Specha seems to know everyone in New Orleans and uses those contacts extensively.
She first traveled to New Orleans in late 2005 on a mission trip to rebuild houses after Hurricane Katrina devastated the city. She returned to live there in 2008, eventually running Café Reconcile, a full-service restaurant that gives job training and life skills to 16- to 24-year-olds who are disconnected from society and out of work. The connections she made there led to her becoming board chair of Hotel Hope, a nonprofit that at the time wanted to start a homeless shelter.
By 2014, she had left the board and was executive director. She had been begging Marsh to join her — they had joined the congregation on the same day in 1986 — and that year, Marsh finally gave in.
"I have strong opinions, and I needed someone who was going to push back," Specha said.
Marsh countered that she didn't know anything about housing, but Specha said as long as Marsh knew how to love, she could provide the "radical hospitality" the hotel needed.
They researched models around the country for two years, spent 2016 renovating a hurricane-damaged house, and opened for business in 2017, able to house two families at a time.
"It was our place to practice our model and learn, and boy, did we learn," Specha said.
One of the first things they learned was they couldn't do it alone; with just two of them at the house every day and night, they were burning out fast. So Marsh started contacting Catholic churches in the area and organized volunteers to take shifts at the house 24 hours a day, 365 days a year. In those first two years, they housed 23 mothers and 56 children.
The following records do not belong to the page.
//! # Agreement Strategies
//!
//! The pluggable layer that decides how a peer earns the right to
//! append a block: proof-of-work (hash puzzle) or proof-of-stake
//! (coordinator-run lottery).
//!
//! Strategies never touch the socket or the wallet directly. They
//! return [`StrategyAction`]s that the peer event loop executes, which
//! keeps every wallet and transport mutation on the loop thread. The
//! one exception is the proof-of-work search, which runs on its own
//! thread and reports back through the loop's event channel.

pub mod pos;
pub mod pow;

use std::sync::atomic::AtomicBool;
use std::sync::Arc;

use thiserror::Error;
use tokio::sync::mpsc;

use crate::chain::Block;
use crate::transaction::Transaction;
use crate::wire::{Command, Message, Payload, PeerAddress};

pub use pos::ProofOfStake;
pub use pow::ProofOfWork;

/// Which agreement strategy a node runs.
#[derive(Debug, Clone, Copy, PartialEq, Eq)]
pub enum StrategyKind {
    ProofOfWork,
    ProofOfStake,
}

impl std::fmt::Display for StrategyKind {
    fn fmt(&self, f: &mut std::fmt::Formatter<'_>) -> std::fmt::Result {
        match self {
            StrategyKind::ProofOfWork => f.write_str("proof-of-work"),
            StrategyKind::ProofOfStake => f.write_str("proof-of-stake"),
        }
    }
}

/// Outcome of a proof attempt, posted back to the peer loop by the
/// search task. An empty `hash` means the search was cancelled.
#[derive(Debug)]
pub struct ProofEvent {
    pub block: Block,
}

/// Side effects a strategy asks the peer loop to perform.
#[derive(Debug, Clone)]
pub enum StrategyAction {
    /// Send a command to the coordinator.
    SendCoordinator {
        command: Command,
        data: Option<Payload>,
    },
    /// Deduct from the wallet (a stake was placed).
    Debit(u64),
    /// Credit the wallet (a stake came back).
    Credit(u64),
}

/// Errors from strategy-specific command handling.
#[derive(Debug, Error)]
pub enum StrategyError {
    #[error("command {0} not supported by this strategy")]
    UnsupportedCommand(Command),

    #[error("message carried no usable payload for {0}")]
    MissingPayload(Command),

    #[error("no pending transaction to propose")]
    NothingToPropose,
}

/// The agreement capability set. One instance lives inside each peer.
pub trait AgreementStrategy: Send {
    fn kind(&self) -> StrategyKind;

    /// One-time setup before the peer loop starts.
    fn initialize(&mut self) -> Result<(), StrategyError> {
        Ok(())
    }

    /// Reacts to MINE: start a proof attempt for `tx` on top of `tip`.
    ///
    /// Proof-of-work spawns its search thread here and reports through
    /// `events`; proof-of-stake answers immediately with a stake
    /// submission. The `mining` flag pre-empts an in-flight search.
    fn begin_proof(
        &mut self,
        tx: Transaction,
        tip: Block,
        miner: PeerAddress,
        mining: Arc<AtomicBool>,
        events: mpsc::UnboundedSender<ProofEvent>,
        wallet: u64,
    ) -> Vec<StrategyAction>;

    /// Whether `block` is an acceptable next block after `tip`.
    fn validate_block(&self, block: &Block, tip: &Block) -> bool;

    /// Handles commands outside the peer's core switch (STAKE refunds,
    /// WINNER notifications).
    fn handle_command(
        &mut self,
        message: &Message,
        tip: &Block,
        miner: PeerAddress,
    ) -> Result<Vec<StrategyAction>, StrategyError>;

    /// The last candidate block this strategy produced, if any.
    fn candidate_block(&self) -> Option<Block>;

    /// Takes the held candidate, leaving none. Called on reward.
    fn take_candidate(&mut self) -> Option<Block>;

    /// Cleanup on shutdown.
    fn terminate(&mut self) {}
}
Things were running like clockwork, but they could help just two families a month. They heard the Crescent Palms was for sale — but the price was $1.4 million. The organization had only a little money and the board would not take on debt, which gave them only a few weeks to raise what they needed.
A local philanthropist donated $1 million, the Sisters of the Presentation of the Blessed Virgin Mary gave $1 million, and on the feast of the Assumption in 2018, the nonprofit closed on the sale and owned a hotel. It had been operating right up until the sale, so almost no renovations were needed, and it opened to guests a month later.
And the collaboration continues with many volunteers: A local Catholic parish donates a box of cleaning supplies to every family as they move out, and volunteers watch the children while mothers attend Saturday morning empowerment classes on toxic relationships, budgeting and goal setting. A "grocery group" donates food, and many service groups give their labor, such as the Creighton students, who spent one day of their spring break preparing a space for a commercial kitchen that had been donated. Students from nearby Tulane University and Southern University in Baton Rouge are also frequent volunteers.
"As sisters, that's what we do best: We spread the word on what's needed, and we invite them to help," Specha said. "And they get to make a difference."
Morin said the students received as much or more than they gave.
"We can see visibly that we made a difference with the work we did," she said, "but it also made a difference in our perception of the world."
*An earlier version of this story gave an incorrect community.